LANGKAT, SUARAPERSADA.com-
Dugaan praktek Pungutan Liar (Pungli) yang dilakukan Hj. Erlina, SKM selaku Kepala Puskesmas (Kapus) Stabat, kabupaten Langkat, Propinsi Sumatera Utara mendapat tanggapan serius dari salah seorang Praktisi Hukum yang juga Advocad/Pengacara di Langkat, Rizal A, S.H.
Kepada awak media, Selasa (28/05/2024) di Stabat, Rizal mengatakan adanya tindakan dan perbuatan Kapus Stabat dalam melakukan Pungli dengan melakukan pungutan biaya berobat kepada pasien, hal itu termasuk perbuatan melawan hukum. “ Hal itu dapat dikategorikan Perbuatan melawan hukum karena telah melakukan Pungli. Bukan karena seberapa besar nilai nominalnya, tetapi perbuatan itu sudah jelas bertentangan dengan UU RI No.28 THN 1999 tentang Penyelenggara Negara yang bersih dan bebas dari KKN (Korupsi, Kolusi dan Nepotisme) dan Perda No. 01 THN 2024, tentang Pelayanan Medis Gratis,” ujarnya
Memang, kalau dilihat dari nilai nominalnya hanya Rp 10.000,-/pasien/orang. Tetapi seandainya yang berobat ada sebanyak 200 orang/hari, sudah banyak juga uang yang dipungut Kapus Stabat setiap hari. Seandainya 200 orang dikali Rp 10.000,- sudah Rp 2.000.000,- setiap hari. Dalam sebulan sudah berapa jumlahnya, tutur Rizal.

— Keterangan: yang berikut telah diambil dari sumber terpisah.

//! RefreshCoordinator polling tests
//!
//! Run on tokio's paused clock: sleeps complete as soon as every task is
//! idle, so multi-second polling finishes instantly and deterministically.

mod helpers;

use std::time::Duration;

use helpers::{artist, config_with_ticks, drain, loaded_dashboard, notices, FakeBackend, Fetch};
use roster_common::events::{AdoptOrigin, DashEvent, NoticeLevel, RefreshOutcome};
use roster_dash::refresh::JobState;

fn adoptions(events: &[DashEvent], origin: AdoptOrigin) -> usize {
    events
        .iter()
        .filter(|e| matches!(e, DashEvent::RosterAdopted { origin: o, .. } if *o == origin))
        .count()
}

#[tokio::test(start_paused = true)]
async fn test_partial_then_full_completion() {
    // Given: two targets at baseline t0
    let backend = FakeBackend::new(vec![artist("A", "t0"), artist("B", "t0")]);
    let dash = loaded_dashboard(backend.clone(), config_with_ticks(40)).await;
    let mut rx = dash.subscribe();

    // When: A changes on the first tick, B on the second
    backend.push_fetch(Fetch::Roster(vec![artist("A", "t1"), artist("B", "t0")]));
    backend.push_fetch(Fetch::Roster(vec![artist("A", "t1"), artist("B", "t2")]));

    let handle = dash
        .coordinator()
        .track(vec!["A".into(), "B".into()], "Both refreshed")
        .await
        .unwrap();
    let outcome = handle.wait().await.unwrap();

    // Then: completed after exactly two polls, adopting the fetched roster
    assert_eq!(outcome, RefreshOutcome::Completed);
    assert_eq!(backend.fetch_count(), 3);

    let events = drain(&mut rx);
    assert_eq!(adoptions(&events, AdoptOrigin::RefreshJob), 1);
    assert_eq!(adoptions(&events, AdoptOrigin::Reload), 0);
    assert!(notices(&events).contains(&(NoticeLevel::Success, "Both refreshed".to_string())));

    let state = dash.state().dash.read().await;
    let b = state.store.find("B").unwrap();
    assert_eq!(b.updated_at().and_then(|v| v.as_str()), Some("t2"));
}

#[tokio::test(start_paused = true)]
async fn test_times_out_after_deadline_with_one_reload() {
    // Given: a two-tick deadline and a target that never changes
    let backend = FakeBackend::new(vec![artist("A", "t0")]);
    let dash = loaded_dashboard(backend.clone(), config_with_ticks(2)).await;
    let mut rx = dash.subscribe();
    let started = tokio::time::Instant::now();

    // When
    let handle = dash
        .coordinator()
        .track(vec!["A".into()], "never")
        .await
        .unwrap();
    let progress = handle.watch();
    let outcome = handle.wait().await.unwrap();

    // Then: two polls, a timeout on the third tick and a single forced reload
    assert_eq!(outcome, RefreshOutcome::TimedOut);
    assert_eq!(started.elapsed(), Duration::from_secs(9));
    assert_eq!(backend.fetch_count(), 1 + 2 + 1);

    let last = progress.borrow().clone();
    assert_eq!(last.state, JobState::TimedOut);
    assert_eq!(last.ticks, 2);

    let events = drain(&mut rx);
    assert_eq!(adoptions(&events, AdoptOrigin::Reload), 1);
    assert_eq!(adoptions(&events, AdoptOrigin::RefreshJob), 0);
    assert_eq!(
        notices(&events),
        vec![(
            NoticeLevel::Info,
            "Refresh taking longer than expected. Check back later.".to_string()
        )]
    );
    assert!(events.iter().any(|e| matches!(
        e,
        DashEvent::RefreshFinished {
            outcome: RefreshOutcome::TimedOut,
            completed: 0,
            targets: 1,
            ..
        }
    )));
}

#[tokio::test(start_paused = true)]
async fn test_transport_errors_do_not_stop_polling() {
    let backend = FakeBackend::new(vec![artist("A", "t0")]);
    let dash = loaded_dashboard(backend.clone(), config_with_ticks(10)).await;

    backend.push_fetch(Fetch::Transport);
    backend.push_fetch(Fetch::Backend("Database connection failed".into()));
    backend.push_fetch(Fetch::Transport);
    backend.push_fetch(Fetch::Roster(vec![artist("A", "t1")]));

    let outcome = dash
        .coordinator()
        .track(vec!["A".into()], "done")
        .await
        .unwrap()
        .wait()
        .await
        .unwrap();

    assert_eq!(outcome, RefreshOutcome::Completed);
    assert_eq!(backend.fetch_count(), 1 + 4);
}

#[tokio::test(start_paused = true)]
async fn test_concurrent_jobs_track_independently() {
    // Given: both targets adopted at t0, but the backend already has a new A
    let backend = FakeBackend::new(vec![artist("A", "t0"), artist("B", "t0")]);
    let dash = loaded_dashboard(backend.clone(), config_with_ticks(10)).await;
    backend.set_roster(vec![artist("A", "t1"), artist("B", "t0")]);

    // When: one job per target runs at the same time
    let coordinator = dash.coordinator();
    let job_a = coordinator.track(vec!["A".into()], "A done").await.unwrap();
    let job_b = coordinator.track(vec!["B".into()], "B done").await.unwrap();
    assert_ne!(job_a.job_id(), job_b.job_id());

    // Then: A completes without affecting B's baseline
    assert_eq!(job_a.wait().await.unwrap(), RefreshOutcome::Completed);
    let progress = job_b.progress();
    assert_eq!(progress.state, JobState::Polling);
    assert_eq!(progress.completed, 0);

    backend.set_roster(vec![artist("A", "t1"), artist("B", "t2")]);
    assert_eq!(job_b.wait().await.unwrap(), RefreshOutcome::Completed);
}

#[tokio::test(start_paused = true)]
async fn test_completion_prunes_vanished_selections() {
    let backend = FakeBackend::new(vec![
        artist("A", "t0"),
        artist("B", "t0"),
        artist("C", "t0"),
    ]);
    let dash = loaded_dashboard(backend.clone(), config_with_ticks(10)).await;
    dash.toggle_row("A").await;
    dash.toggle_row("C").await;

    // C disappears while A is being refreshed
    backend.set_roster(vec![artist("A", "t1"), artist("B", "t0")]);
    let outcome = dash
        .coordinator()
        .track(vec!["A".into()], "done")
        .await
        .unwrap()
        .wait()
        .await
        .unwrap();

    assert_eq!(outcome, RefreshOutcome::Completed);
    assert_eq!(dash.selected().await, vec!["A"]);
}

#[tokio::test(start_paused = true)]
async fn test_deleted_target_times_out() {
    let backend = FakeBackend::new(vec![artist("A", "t0"), artist("B", "t0")]);
    let dash = loaded_dashboard(backend.clone(), config_with_ticks(3)).await;

    backend.set_roster(vec![artist("B", "t0")]);
    let outcome = dash
        .coordinator()
        .track(vec!["A".into()], "done")
        .await
        .unwrap()
        .wait()
        .await
        .unwrap();

    assert_eq!(outcome, RefreshOutcome::TimedOut);
    // The forced reload dropped A from the store
    assert!(dash.state().dash.read().await.store.find("A").is_none());
}

#[tokio::test(start_paused = true)]
async fn test_refresh_fires_one_request_per_unique_target() {
    let backend = FakeBackend::new(vec![artist("A", "t0"), artist("B", "t0")]);
    backend.bump_on_refresh();
    let dash = loaded_dashboard(backend.clone(), config_with_ticks(10)).await;

    let handle = dash
        .coordinator()
        .refresh(vec!["A".into(), "B".into(), "A".into()], None, "done")
        .await
        .unwrap();
    assert_eq!(handle.wait().await.unwrap(), RefreshOutcome::Completed);

    assert_eq!(backend.refreshed_names(), vec!["A", "B"]);
    assert!(backend.refresh_calls().iter().all(|(_, source)| source.is_none()));
}

#[tokio::test(start_paused = true)]
async fn test_empty_target_set_is_rejected() {
    let backend = FakeBackend::new(vec![artist("A", "t0")]);
    let dash = loaded_dashboard(backend.clone(), config_with_ticks(2)).await;

    let err = dash
        .coordinator()
        .refresh(Vec::new(), None, "done")
        .await
        .unwrap_err();
    assert!(matches!(err, roster_common::Error::Validation(_)));
    assert!(backend.refresh_calls().is_empty());
}

#[tokio::test(start_paused = true)]
async fn test_baselines_precede_refresh_requests() {
    let backend = FakeBackend::new(vec![artist("A", "t0"), artist("B", "t0")]);
    backend.bump_on_refresh();
    let dash = loaded_dashboard(backend.clone(), config_with_ticks(10)).await;
    let mut rx = dash.subscribe();

    // Given: a job whose baselines were taken when it was created
    let handle = dash
        .coordinator()
        .refresh(vec!["A".into()], None, "A refreshed")
        .await
        .unwrap();
    assert_eq!(handle.progress().state, JobState::Polling);
    assert!(matches!(
        drain(&mut rx).first(),
        Some(DashEvent::RefreshStarted { .. })
    ));

    // When: the request lands and a reload adopts the new timestamp first
    tokio::task::yield_now().await;
    assert_eq!(backend.refreshed_names(), vec!["A"]);
    dash.reload().await.unwrap();

    // Then: the first poll still sees A as changed
    assert_eq!(handle.wait().await.unwrap(), RefreshOutcome::Completed);
    assert_eq!(backend.fetch_count(), 1 + 1 + 1);
}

Oleh sebab itu, saya selaku praktisi Hukum di kabupaten Langkat meminta kepada H.M. Faisal Hasrimy, AP, M.AP selaku PJ. Bupati Langkat agar bertindak tegas dan memberikan sanksi keras kepada Kapus Stabat, Hj. Erlina, SKM. Karena apa yang telah dilakukannya dalam menjalankan tugasnya sebagai Kapus Stabat telah melanggar SOP (Standard Operasional Procedure) dan mencoreng nama baik kabupaten Langkat, tandasnya.
Saya berharap agar PJ. Bupati Langkat secepatnya mencopot Kapus Stabat dari jabatannya. Alasannya, karena sudah merusak citra Puskesmas Stabat. Apalagi di bulan Maret 2024 lalu, Kapus Stabat juga telah melakukan penebangan 5 (lima) batang pohon Mahoni tanpa mendapat ijin resmi dari dinas Lingkungan Hidup kabupaten Langkat, dan menjual kayu Mahoni tersebut kepada pihak lain, itu juga sudah termasuk tindakan melawan hukum karena masih ada proses yang harus dilakukan dalam penjualan kayu tersebut, tegasnya.
Senada dengan itu, Ramly selaku ketua DPP LSM REAKSI ( Republik Anti Korupsi) Sumatera Utara kepada awak media mengatakan, perbuatan Hj. Erlina, SKM selaku Kapus Stabat yang telah melakukan pungli kepada masyarakat dalam pelayanan medis, sudah jelas Pungli dan hal itu termasuk perbuatan melawan hukum. Oleh sebab itu, sudah selayaknya Pj. Bupati Langkat mencopot Kapus Stabat, Hj. Erlina dari jabatannya.
Selain itu, tidak tertutup kemungkinan, kami akan membuat Laporan pengaduan tentang adanya pungutan biaya pendaftaran berobat atau pemeriksaan kesehatan yang dilakukan Kapus Stabat. Apalagi kami sudah ada bukti rekamannya dan foto dokumentasi, bahwa telah terjadi perbuatan melawan hukum berupa pungutan liar di Puskesmas Stabat. “ Hal ini juga menjadi agenda kami untuk melaporkan dugaan pungli yang dilakukan Kapus Stabat,” ujar Ramly.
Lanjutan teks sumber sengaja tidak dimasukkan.